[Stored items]
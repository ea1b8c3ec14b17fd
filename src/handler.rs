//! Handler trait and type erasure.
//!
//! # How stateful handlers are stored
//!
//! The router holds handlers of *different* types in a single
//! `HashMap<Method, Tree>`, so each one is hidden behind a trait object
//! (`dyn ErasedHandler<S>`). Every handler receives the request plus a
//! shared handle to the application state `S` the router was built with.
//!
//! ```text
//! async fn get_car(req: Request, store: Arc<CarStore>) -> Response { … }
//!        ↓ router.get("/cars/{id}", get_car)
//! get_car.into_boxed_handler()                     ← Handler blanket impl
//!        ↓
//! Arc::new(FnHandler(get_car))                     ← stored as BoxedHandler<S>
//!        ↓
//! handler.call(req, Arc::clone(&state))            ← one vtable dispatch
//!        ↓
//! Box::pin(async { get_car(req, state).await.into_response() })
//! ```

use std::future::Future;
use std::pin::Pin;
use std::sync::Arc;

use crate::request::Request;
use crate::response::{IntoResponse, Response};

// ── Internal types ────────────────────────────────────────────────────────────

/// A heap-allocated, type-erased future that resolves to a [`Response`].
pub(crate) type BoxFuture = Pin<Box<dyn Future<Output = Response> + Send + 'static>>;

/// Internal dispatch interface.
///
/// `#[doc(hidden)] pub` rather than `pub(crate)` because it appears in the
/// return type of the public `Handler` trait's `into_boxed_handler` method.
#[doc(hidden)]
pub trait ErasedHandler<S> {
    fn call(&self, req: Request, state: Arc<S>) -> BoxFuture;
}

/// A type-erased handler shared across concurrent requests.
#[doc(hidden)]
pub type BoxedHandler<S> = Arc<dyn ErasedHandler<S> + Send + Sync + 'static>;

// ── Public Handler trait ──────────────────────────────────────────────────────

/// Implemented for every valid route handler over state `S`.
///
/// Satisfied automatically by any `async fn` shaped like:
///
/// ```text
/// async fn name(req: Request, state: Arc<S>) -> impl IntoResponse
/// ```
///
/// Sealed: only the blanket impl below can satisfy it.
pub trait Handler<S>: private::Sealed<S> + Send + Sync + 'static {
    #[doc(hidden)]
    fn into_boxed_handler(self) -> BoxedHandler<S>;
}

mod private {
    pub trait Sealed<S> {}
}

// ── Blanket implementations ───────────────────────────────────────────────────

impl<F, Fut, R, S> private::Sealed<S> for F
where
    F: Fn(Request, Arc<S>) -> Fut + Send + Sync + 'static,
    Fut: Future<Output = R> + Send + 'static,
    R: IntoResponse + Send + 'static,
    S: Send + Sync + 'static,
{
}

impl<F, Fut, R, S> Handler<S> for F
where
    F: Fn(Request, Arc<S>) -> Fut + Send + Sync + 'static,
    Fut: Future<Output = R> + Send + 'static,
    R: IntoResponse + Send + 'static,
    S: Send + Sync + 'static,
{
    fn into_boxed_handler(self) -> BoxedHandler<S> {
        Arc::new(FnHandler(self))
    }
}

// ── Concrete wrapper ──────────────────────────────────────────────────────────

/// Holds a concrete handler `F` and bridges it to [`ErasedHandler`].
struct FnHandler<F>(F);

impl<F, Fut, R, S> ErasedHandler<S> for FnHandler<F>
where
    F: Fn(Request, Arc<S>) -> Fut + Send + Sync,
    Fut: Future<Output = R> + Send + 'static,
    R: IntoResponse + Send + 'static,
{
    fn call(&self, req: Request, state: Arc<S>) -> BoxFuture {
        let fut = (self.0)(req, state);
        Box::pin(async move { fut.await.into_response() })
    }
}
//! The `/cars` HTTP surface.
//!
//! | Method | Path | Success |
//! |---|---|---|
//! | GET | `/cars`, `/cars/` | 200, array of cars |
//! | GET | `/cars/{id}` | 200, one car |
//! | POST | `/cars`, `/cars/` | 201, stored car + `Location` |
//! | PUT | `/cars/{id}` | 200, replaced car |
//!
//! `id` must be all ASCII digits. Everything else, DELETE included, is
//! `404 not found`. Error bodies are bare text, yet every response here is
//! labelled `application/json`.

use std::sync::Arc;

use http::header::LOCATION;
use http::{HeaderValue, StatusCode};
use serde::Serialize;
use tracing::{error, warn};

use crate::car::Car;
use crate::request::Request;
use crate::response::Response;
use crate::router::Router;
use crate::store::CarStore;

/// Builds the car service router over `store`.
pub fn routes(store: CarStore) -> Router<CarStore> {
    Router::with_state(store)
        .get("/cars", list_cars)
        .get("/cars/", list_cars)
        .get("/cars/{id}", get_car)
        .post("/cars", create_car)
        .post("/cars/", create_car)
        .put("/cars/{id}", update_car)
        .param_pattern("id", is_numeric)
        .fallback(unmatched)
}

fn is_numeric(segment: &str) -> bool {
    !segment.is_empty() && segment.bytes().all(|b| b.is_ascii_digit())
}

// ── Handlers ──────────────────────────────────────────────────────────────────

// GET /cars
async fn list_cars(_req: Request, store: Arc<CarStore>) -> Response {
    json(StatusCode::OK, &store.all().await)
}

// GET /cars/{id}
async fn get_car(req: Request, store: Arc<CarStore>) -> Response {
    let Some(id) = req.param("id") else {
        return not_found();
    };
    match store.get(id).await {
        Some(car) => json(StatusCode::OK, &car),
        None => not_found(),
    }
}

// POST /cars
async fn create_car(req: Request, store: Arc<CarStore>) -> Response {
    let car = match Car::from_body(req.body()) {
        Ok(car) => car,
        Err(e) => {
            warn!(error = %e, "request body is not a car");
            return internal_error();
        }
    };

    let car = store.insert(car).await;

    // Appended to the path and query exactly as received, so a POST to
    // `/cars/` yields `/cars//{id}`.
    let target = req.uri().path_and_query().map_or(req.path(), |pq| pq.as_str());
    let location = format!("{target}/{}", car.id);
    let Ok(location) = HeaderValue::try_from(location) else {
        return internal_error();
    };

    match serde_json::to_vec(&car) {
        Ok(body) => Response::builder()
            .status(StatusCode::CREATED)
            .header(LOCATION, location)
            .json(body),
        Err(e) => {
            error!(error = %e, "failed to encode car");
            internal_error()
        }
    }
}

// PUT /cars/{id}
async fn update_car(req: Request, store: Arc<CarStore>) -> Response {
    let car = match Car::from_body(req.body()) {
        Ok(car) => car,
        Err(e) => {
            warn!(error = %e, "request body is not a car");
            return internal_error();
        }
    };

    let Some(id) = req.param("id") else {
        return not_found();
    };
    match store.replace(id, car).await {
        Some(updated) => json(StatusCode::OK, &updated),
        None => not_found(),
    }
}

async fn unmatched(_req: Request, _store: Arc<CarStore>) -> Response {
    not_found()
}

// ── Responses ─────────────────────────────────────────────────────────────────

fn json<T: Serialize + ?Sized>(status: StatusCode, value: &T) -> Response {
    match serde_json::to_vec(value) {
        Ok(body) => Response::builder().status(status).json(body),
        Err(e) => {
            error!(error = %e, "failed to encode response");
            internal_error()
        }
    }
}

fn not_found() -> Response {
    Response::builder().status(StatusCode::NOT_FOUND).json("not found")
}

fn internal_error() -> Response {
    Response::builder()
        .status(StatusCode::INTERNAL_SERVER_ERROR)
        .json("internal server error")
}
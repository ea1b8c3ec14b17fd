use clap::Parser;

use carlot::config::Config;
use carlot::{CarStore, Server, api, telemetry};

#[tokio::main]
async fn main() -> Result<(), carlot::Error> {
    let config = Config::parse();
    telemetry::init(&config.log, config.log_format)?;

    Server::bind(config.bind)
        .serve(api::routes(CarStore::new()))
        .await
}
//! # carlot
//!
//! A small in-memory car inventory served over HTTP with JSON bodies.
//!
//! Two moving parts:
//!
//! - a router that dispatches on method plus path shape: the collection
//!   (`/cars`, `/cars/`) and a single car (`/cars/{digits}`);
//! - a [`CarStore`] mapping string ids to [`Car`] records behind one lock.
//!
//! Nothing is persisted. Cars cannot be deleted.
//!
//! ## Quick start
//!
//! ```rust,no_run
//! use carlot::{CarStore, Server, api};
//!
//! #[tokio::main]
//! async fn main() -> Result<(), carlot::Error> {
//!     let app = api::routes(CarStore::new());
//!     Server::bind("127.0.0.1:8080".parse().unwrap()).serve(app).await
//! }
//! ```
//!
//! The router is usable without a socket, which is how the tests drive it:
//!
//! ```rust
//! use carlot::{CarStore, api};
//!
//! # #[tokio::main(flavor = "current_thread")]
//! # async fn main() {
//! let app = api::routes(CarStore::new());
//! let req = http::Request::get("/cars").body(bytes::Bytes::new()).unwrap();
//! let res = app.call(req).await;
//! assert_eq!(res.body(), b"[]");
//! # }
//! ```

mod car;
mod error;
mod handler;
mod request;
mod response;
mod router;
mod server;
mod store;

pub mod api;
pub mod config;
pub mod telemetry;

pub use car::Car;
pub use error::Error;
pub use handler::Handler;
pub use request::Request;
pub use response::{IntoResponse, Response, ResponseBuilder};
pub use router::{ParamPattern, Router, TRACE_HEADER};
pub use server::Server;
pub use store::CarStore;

Try it:
All that belongs in your answer is the stretch of entries above from the line with "Public Handler trait" through the line with "struct FnHandler<F>(F);", printed exactly.

Answer box:
// ── Public Handler trait ──────────────────────────────────────────────────────

/// Implemented for every valid route handler over state `S`.
///
/// Satisfied automatically by any `async fn` shaped like:
///
/// ```text
/// async fn name(req: Request, state: Arc<S>) -> impl IntoResponse
/// ```
///
/// Sealed: only the blanket impl below can satisfy it.
pub trait Handler<S>: private::Sealed<S> + Send + Sync + 'static {
    #[doc(hidden)]
    fn into_boxed_handler(self) -> BoxedHandler<S>;
}

mod private {
    pub trait Sealed<S> {}
}

// ── Blanket implementations ───────────────────────────────────────────────────

impl<F, Fut, R, S> private::Sealed<S> for F
where
    F: Fn(Request, Arc<S>) -> Fut + Send + Sync + 'static,
    Fut: Future<Output = R> + Send + 'static,
    R: IntoResponse + Send + 'static,
    S: Send + Sync + 'static,
{
}

impl<F, Fut, R, S> Handler<S> for F
where
    F: Fn(Request, Arc<S>) -> Fut + Send + Sync + 'static,
    Fut: Future<Output = R> + Send + 'static,
    R: IntoResponse + Send + 'static,
    S: Send + Sync + 'static,
{
    fn into_boxed_handler(self) -> BoxedHandler<S> {
        Arc::new(FnHandler(self))
    }
}

// ── Concrete wrapper ──────────────────────────────────────────────────────────

/// Holds a concrete handler `F` and bridges it to [`ErasedHandler`].
struct FnHandler<F>(F);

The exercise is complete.